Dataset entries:

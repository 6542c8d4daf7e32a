//! Check tools and configured services.

use mvgen_clip_resolver::FfprobeProber;
use mvgen_common::{config_file_path, AppConfig};
use mvgen_render_engine::{FfmpegBackend, RenderBackend};

pub fn run(config: &AppConfig) -> anyhow::Result<i32> {
    println!("mvgen System Check");
    println!("{}", "=".repeat(50));

    let config_path = config_file_path();
    if config_path.exists() {
        println!("[OK] Config: {}", config_path.display());
    } else {
        println!("[--] Config: defaults ({} not found)", config_path.display());
    }

    let mut required_ok = true;

    match FfmpegBackend::locate(config.render.ffmpeg_path.as_deref()) {
        Ok(ffmpeg) if ffmpeg.is_available() => {
            println!("[OK] ffmpeg: {}", ffmpeg.binary().display())
        }
        Ok(ffmpeg) => {
            required_ok = false;
            println!("[FAIL] ffmpeg: {} is not executable", ffmpeg.binary().display());
        }
        Err(e) => {
            required_ok = false;
            println!("[FAIL] ffmpeg: {e}");
        }
    }

    match FfprobeProber::locate(config.render.ffprobe_path.as_deref()) {
        Ok(ffprobe) if ffprobe.binary().is_file() || which::which(ffprobe.binary()).is_ok() => {
            println!("[OK] ffprobe: {}", ffprobe.binary().display())
        }
        Ok(ffprobe) => {
            required_ok = false;
            println!("[FAIL] ffprobe: {} not found", ffprobe.binary().display());
        }
        Err(e) => {
            required_ok = false;
            println!("[FAIL] ffprobe: {e}");
        }
    }

    match &config.generation.base_url {
        Some(url) => println!("[OK] Generation service: {url}"),
        None => println!("[WARN] Generation service: not configured (prompt scenes will fail)"),
    }
    match &config.transcription.base_url {
        Some(url) => println!("[OK] Transcription service: {url}"),
        None => println!(
            "[WARN] Transcription service: not configured (audio subtitles unavailable)"
        ),
    }

    println!();
    println!(
        "  Concurrency: {}, skip existing: {}, allow partial: {}",
        config.pipeline.concurrency, config.pipeline.skip_existing, config.pipeline.allow_partial
    );

    println!();
    if required_ok {
        println!("All required tools are available. mvgen is ready.");
        Ok(0)
    } else {
        println!("Some required tools are missing. Install ffmpeg or set render.ffmpeg_path.");
        Ok(1)
    }
}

*TASK BRIEF*.
Reproduce the entries exactly. Every word has to stay the same.

*RESPONSE FOR THIS EXERCISE*.
repository 6542c8d4daf7e32a
//! Check tools and configured services.

use mvgen_clip_resolver::FfprobeProber;
use mvgen_common::{config_file_path, AppConfig};
use mvgen_render_engine::{FfmpegBackend, RenderBackend};

pub fn run(config: &AppConfig) -> anyhow::Result<i32> {
    println!("mvgen System Check");
    println!("{}", "=".repeat(50));

    let config_path = config_file_path();
    if config_path.exists() {
        println!("[OK] Config: {}", config_path.display());
    } else {
        println!("[--] Config: defaults ({} not found)", config_path.display());
    }

    let mut required_ok = true;

    match FfmpegBackend::locate(config.render.ffmpeg_path.as_deref()) {
        Ok(ffmpeg) if ffmpeg.is_available() => {
            println!("[OK] ffmpeg: {}", ffmpeg.binary().display())
        }
        Ok(ffmpeg) => {
            required_ok = false;
            println!("[FAIL] ffmpeg: {} is not executable", ffmpeg.binary().display());
        }
        Err(e) => {
            required_ok = false;
            println!("[FAIL] ffmpeg: {e}");
        }
    }

    match FfprobeProber::locate(config.render.ffprobe_path.as_deref()) {
        Ok(ffprobe) if ffprobe.binary().is_file() || which::which(ffprobe.binary()).is_ok() => {
            println!("[OK] ffprobe: {}", ffprobe.binary().display())
        }
        Ok(ffprobe) => {
            required_ok = false;
            println!("[FAIL] ffprobe: {} not found", ffprobe.binary().display());
        }
        Err(e) => {
            required_ok = false;
            println!("[FAIL] ffprobe: {e}");
        }
    }

    match &config.generation.base_url {
        Some(url) => println!("[OK] Generation service: {url}"),
        None => println!("[WARN] Generation service: not configured (prompt scenes will fail)"),
    }
    match &config.transcription.base_url {
        Some(url) => println!("[OK] Transcription service: {url}"),
        None => println!(
            "[WARN] Transcription service: not configured (audio subtitles unavailable)"
        ),
    }

    println!();
    println!(
        "  Concurrency: {}, skip existing: {}, allow partial: {}",
        config.pipeline.concurrency, config.pipeline.skip_existing, config.pipeline.allow_partial
    );

    println!();
    if required_ok {
        println!("All required tools are available. mvgen is ready.");
        Ok(0)
    } else {
        println!("Some required tools are missing. Install ffmpeg or set render.ffmpeg_path.");
        Ok(1)
    }
}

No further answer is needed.